#### Records for the exercise ####

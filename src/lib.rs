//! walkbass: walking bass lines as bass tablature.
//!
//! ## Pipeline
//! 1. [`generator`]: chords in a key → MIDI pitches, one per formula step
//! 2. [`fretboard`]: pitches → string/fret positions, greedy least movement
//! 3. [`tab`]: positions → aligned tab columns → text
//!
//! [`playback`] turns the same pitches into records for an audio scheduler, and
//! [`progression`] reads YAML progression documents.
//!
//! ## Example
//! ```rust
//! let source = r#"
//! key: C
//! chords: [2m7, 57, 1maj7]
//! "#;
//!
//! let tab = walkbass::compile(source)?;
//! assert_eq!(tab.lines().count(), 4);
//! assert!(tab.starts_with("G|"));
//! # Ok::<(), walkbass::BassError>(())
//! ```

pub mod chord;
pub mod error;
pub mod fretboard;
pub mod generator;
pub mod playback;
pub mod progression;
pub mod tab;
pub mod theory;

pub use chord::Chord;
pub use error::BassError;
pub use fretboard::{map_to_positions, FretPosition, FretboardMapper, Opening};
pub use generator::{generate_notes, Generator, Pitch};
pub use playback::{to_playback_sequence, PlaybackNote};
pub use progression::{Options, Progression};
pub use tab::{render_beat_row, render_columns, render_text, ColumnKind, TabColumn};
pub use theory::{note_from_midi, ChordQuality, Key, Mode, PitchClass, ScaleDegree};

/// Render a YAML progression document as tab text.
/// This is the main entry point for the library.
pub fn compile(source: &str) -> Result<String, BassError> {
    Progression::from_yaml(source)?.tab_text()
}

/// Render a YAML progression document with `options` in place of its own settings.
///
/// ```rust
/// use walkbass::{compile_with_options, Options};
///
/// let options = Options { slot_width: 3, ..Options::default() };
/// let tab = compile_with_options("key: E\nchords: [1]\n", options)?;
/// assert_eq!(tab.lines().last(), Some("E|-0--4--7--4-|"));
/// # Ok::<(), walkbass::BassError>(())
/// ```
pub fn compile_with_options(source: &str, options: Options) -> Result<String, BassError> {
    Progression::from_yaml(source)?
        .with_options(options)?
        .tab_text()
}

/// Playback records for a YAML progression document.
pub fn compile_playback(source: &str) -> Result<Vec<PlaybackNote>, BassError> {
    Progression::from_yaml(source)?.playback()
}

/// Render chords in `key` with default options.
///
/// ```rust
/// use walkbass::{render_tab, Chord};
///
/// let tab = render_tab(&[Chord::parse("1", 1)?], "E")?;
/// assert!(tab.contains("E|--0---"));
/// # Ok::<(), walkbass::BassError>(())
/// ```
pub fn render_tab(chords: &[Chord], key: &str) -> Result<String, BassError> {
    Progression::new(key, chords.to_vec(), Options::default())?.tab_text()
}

####

Work to complete —
Return the data in its entirety, exactly as given.

Finished exercise —
filename src/lib.rs
//! walkbass: walking bass lines as bass tablature.
//!
//! ## Pipeline
//! 1. [`generator`]: chords in a key → MIDI pitches, one per formula step
//! 2. [`fretboard`]: pitches → string/fret positions, greedy least movement
//! 3. [`tab`]: positions → aligned tab columns → text
//!
//! [`playback`] turns the same pitches into records for an audio scheduler, and
//! [`progression`] reads YAML progression documents.
//!
//! ## Example
//! ```rust
//! let source = r#"
//! key: C
//! chords: [2m7, 57, 1maj7]
//! "#;
//!
//! let tab = walkbass::compile(source)?;
//! assert_eq!(tab.lines().count(), 4);
//! assert!(tab.starts_with("G|"));
//! # Ok::<(), walkbass::BassError>(())
//! ```

pub mod chord;
pub mod error;
pub mod fretboard;
pub mod generator;
pub mod playback;
pub mod progression;
pub mod tab;
pub mod theory;

pub use chord::Chord;
pub use error::BassError;
pub use fretboard::{map_to_positions, FretPosition, FretboardMapper, Opening};
pub use generator::{generate_notes, Generator, Pitch};
pub use playback::{to_playback_sequence, PlaybackNote};
pub use progression::{Options, Progression};
pub use tab::{render_beat_row, render_columns, render_text, ColumnKind, TabColumn};
pub use theory::{note_from_midi, ChordQuality, Key, Mode, PitchClass, ScaleDegree};

/// Render a YAML progression document as tab text.
/// This is the main entry point for the library.
pub fn compile(source: &str) -> Result<String, BassError> {
    Progression::from_yaml(source)?.tab_text()
}

/// Render a YAML progression document with `options` in place of its own settings.
///
/// ```rust
/// use walkbass::{compile_with_options, Options};
///
/// let options = Options { slot_width: 3, ..Options::default() };
/// let tab = compile_with_options("key: E\nchords: [1]\n", options)?;
/// assert_eq!(tab.lines().last(), Some("E|-0--4--7--4-|"));
/// # Ok::<(), walkbass::BassError>(())
/// ```
pub fn compile_with_options(source: &str, options: Options) -> Result<String, BassError> {
    Progression::from_yaml(source)?
        .with_options(options)?
        .tab_text()
}

/// Playback records for a YAML progression document.
pub fn compile_playback(source: &str) -> Result<Vec<PlaybackNote>, BassError> {
    Progression::from_yaml(source)?.playback()
}

/// Render chords in `key` with default options.
///
/// ```rust
/// use walkbass::{render_tab, Chord};
///
/// let tab = render_tab(&[Chord::parse("1", 1)?], "E")?;
/// assert!(tab.contains("E|--0---"));
/// # Ok::<(), walkbass::BassError>(())
/// ```
pub fn render_tab(chords: &[Chord], key: &str) -> Result<String, BassError> {
    Progression::new(key, chords.to_vec(), Options::default())?.tab_text()
}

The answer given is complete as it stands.